‘@Informateur.info- Le 22 avril 2020, la Cour africaine des droits de l’homme et des peuples a appelé à la levée du mandat d’arrêt contre Guillaume Soro ainsi qu’à la mise en liberté provisoire de ses proches.
48 heures après cette décision qui est perçue comme un camouflet pour le camp Ouattara, les avocats de l’Etat de Côte d’Ivoire ont réagi.
A l’occasion d’une rencontre avec la presse ce vendredi 24 avril 2020, le collège des avocats de l’Etat composé d’Abdoulaye Ben Méité, Samassi Mamadou,Patrice Gueu et Mamadou Koné a livré sa position sur cette décision en mettant en avant le fait qu’elle ne concerne pas le fond de l’affaire.
» Nous prenons acte de cette décision qui, ainsi que la Cour l’indique expressément «pour lever toute ambiguïté,… est de nature provisoire et ne préjuge en rien les conclusions que la Cour formulera sur sa compétence, la recevabilité et le fond de la requête introductive d’instance », ont indiqué les avocats.
« La décision de la Cour reste donc attendue sur sa compétence, ont poursuivi les avocats sur la recevabilité de la requête ainsi que sur le bien-fondé de ladite requête. Il appartient donc à notre client, l’Etat de Côte d’Ivoire, de se déterminer ainsi qu’il avisera relativement à une telle décision dont les motifs et le dispositif nous inspirent cependant quelques interrogations ».
A en croire les avocats, l’arrêt de la Cour fait craindre « une insécurité juridique.
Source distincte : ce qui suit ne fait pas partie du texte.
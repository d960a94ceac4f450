use anyhow::{Context, Result};
use argon2::{
    Algorithm, Argon2, Params, Version,
    password_hash::{PasswordHash, PasswordHasher, PasswordVerifier, SaltString, rand_core::OsRng},
};
use std::path::{Path, PathBuf};
use std::sync::Arc;
use tokio::sync::Mutex;
use tokio::task;
use tracing::info;

use crate::config::SecurityConfig;
use crate::db::write_replacing;
use crate::models::User;

/// Accounts persisted as a JSON array next to the catalog document.
#[derive(Clone)]
pub struct UserRepository {
    path: Arc<PathBuf>,
    write_lock: Arc<Mutex<()>>,
    security: SecurityConfig,
}

impl UserRepository {
    pub async fn open(path: impl Into<PathBuf>, security: SecurityConfig) -> Result<Self> {
        let repo = Self {
            path: Arc::new(path.into()),
            write_lock: Arc::new(Mutex::new(())),
            security,
        };

        let exists = tokio::fs::try_exists(repo.path())
            .await
            .with_context(|| format!("Failed to inspect {}", repo.path().display()))?;

        if !exists {
            if let Some(parent) = repo.path().parent()
                && !parent.as_os_str().is_empty()
            {
                tokio::fs::create_dir_all(parent)
                    .await
                    .with_context(|| format!("Failed to create {}", parent.display()))?;
            }
            repo.save(&[]).await?;
            info!("Created empty user file at {}", repo.path().display());
        }

        Ok(repo)
    }

    #[must_use]
    pub fn path(&self) -> &Path {
        &self.path
    }

    /// Get user by username
    pub async fn get_by_username(&self, username: &str) -> Result<Option<User>> {
        let users = self.load().await?;
        Ok(users.into_iter().find(|u| u.username == username))
    }

    /// Hashes the password and stores a new account. Returns `None` when the
    /// username is already taken.
    pub async fn insert(&self, username: &str, password: &str) -> Result<Option<User>> {
        let password = password.to_string();
        let security = self.security.clone();
        let password_hash = task::spawn_blocking(move || hash_password(&password, &security))
            .await
            .context("Password hashing task panicked")??;

        let _guard = self.write_lock.lock().await;
        let mut users = self.load().await?;
        if users.iter().any(|u| u.username == username) {
            return Ok(None);
        }

        let user = User {
            id: uuid::Uuid::new_v4().to_string(),
            username: username.to_string(),
            password: password_hash,
        };
        users.push(user.clone());
        self.save(&users).await?;

        info!(user_id = %user.id, username = %user.username, "User created");
        Ok(Some(user))
    }

    /// Verify password for a user
    /// Note: This uses `spawn_blocking` because Argon2 hashing is CPU-intensive
    /// and would block the async runtime if run directly.
    pub async fn verify_password(&self, user: &User, password: &str) -> Result<bool> {
        let password_hash = user.password.clone();
        let password = password.to_string();

        task::spawn_blocking(move || {
            let parsed_hash = PasswordHash::new(&password_hash)
                .map_err(|e| anyhow::anyhow!("Invalid password hash format: {e}"))?;

            Ok::<bool, anyhow::Error>(
                Argon2::default()
                    .verify_password(password.as_bytes(), &parsed_hash)
                    .is_ok(),
            )
        })
        .await
        .context("Password verification task panicked")?
    }

    async fn load(&self) -> Result<Vec<User>> {
        let raw = tokio::fs::read(self.path())
            .await
            .with_context(|| format!("Failed to read {}", self.path().display()))?;
        serde_json::from_slice(&raw)
            .with_context(|| format!("Malformed user file {}", self.path().display()))
    }

    async fn save(&self, users: &[User]) -> Result<()> {
        let content = serde_json::to_vec_pretty(users)?;
        write_replacing(self.path(), &content).await?;
        Ok(())
    }
}

/// Hash a password using Argon2id with the configured cost parameters.
pub fn hash_password(password: &str, config: &SecurityConfig) -> Result<String> {
    let salt = SaltString::generate(&mut OsRng);

    let params = Params::new(
        config.argon2_memory_cost_kib,
        config.argon2_time_cost,
        config.argon2_parallelism,
        None,
    )
    .map_err(|e| anyhow::anyhow!("Invalid Argon2 params: {e}"))?;
    let argon2 = Argon2::new(Algorithm::Argon2id, Version::V0x13, params);

    let hash = argon2
        .hash_password(password.as_bytes(), &salt)
        .map_err(|e| anyhow::anyhow!("Failed to hash password: {e}"))?;

    Ok(hash.to_string())
}
pub mod auth_service;
pub mod auth_service_impl;
pub mod session;

pub use auth_service::{AuthError, CredentialService};
pub use auth_service_impl::FileCredentialService;
pub use session::SessionCodec;
//! Server-rendered HTML pages.
//!
//! Pages are assembled with plain string building. Every value that comes
//! from the store or the request goes through [`esc`] or [`attr`].

use std::fmt::Write;

pub mod anime;
pub mod auth;
pub mod reviews;

pub(crate) fn esc(value: &str) -> std::borrow::Cow<'_, str> {
    html_escape::encode_text(value)
}

pub(crate) fn attr(value: &str) -> std::borrow::Cow<'_, str> {
    html_escape::encode_double_quoted_attribute(value)
}

/// Wraps `body` in the shared page chrome. The navigation bar is shown only
/// to signed-in users.
pub(crate) fn layout(title: &str, username: Option<&str>, body: &str) -> String {
    let mut page = String::with_capacity(body.len() + 1024);
    let _ = write!(
        page,
        r#"<!DOCTYPE html>
<html lang="en">
<head>
<meta charset="utf-8">
<meta name="viewport" content="width=device-width, initial-scale=1">
<title>{title} · anishelf</title>
<link rel="stylesheet" href="/public/styles.css">
</head>
<body>
"#,
        title = esc(title)
    );

    if let Some(username) = username {
        let _ = write!(
            page,
            r#"<nav>
<a href="/protected">Home</a>
<a href="/animes">Animes</a>
<a href="/reviews">Reviews</a>
<span class="user">{username}</span>
<form method="post" action="/logout" class="inline"><button type="submit">Log out</button></form>
</nav>
"#,
            username = esc(username)
        );
    }

    let _ = write!(page, "<main>\n{body}\n</main>\n</body>\n</html>\n");
    page
}

/// A POST form that tunnels `DELETE` through the `_method` field.
pub(crate) fn delete_button(action: &str, label: &str) -> String {
    format!(
        r#"<form method="post" action="{action}" class="inline"><input type="hidden" name="_method" value="DELETE"><button type="submit">{label}</button></form>"#,
        action = attr(action),
        label = esc(label)
    )
}

#[cfg(test)]
mod tests {
    use super::*;

    #[test]
    fn test_layout_escapes_title_and_user() {
        let page = layout("<script>", Some("a&b"), "<p>ok</p>");
        assert!(page.contains("&lt;script&gt;"));
        assert!(page.contains("a&amp;b"));
        assert!(page.contains("<p>ok</p>"));
    }

    #[test]
    fn test_layout_hides_nav_for_anonymous() {
        assert!(!layout("Login", None, "").contains("<nav>"));
    }

    #[test]
    fn test_delete_button_tunnels_method() {
        let html = delete_button("/animes/3", "Delete");
        assert!(html.contains(r#"action="/animes/3""#));
        assert!(html.contains(r#"name="_method" value="DELETE""#));
    }
}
Encore et surtout que, cette décision intervient au moment où le juge d’instruction commis dans la procédure de recel de détournement de biens publics suivie contre monsieur Soro Guillaume, est définitivement dessaisi au profit du tribunal correctionnel d’Abidjan par devant lequel ce dernier est renvoyé pour être jugé pour ces faits dans les tous prochains jours ».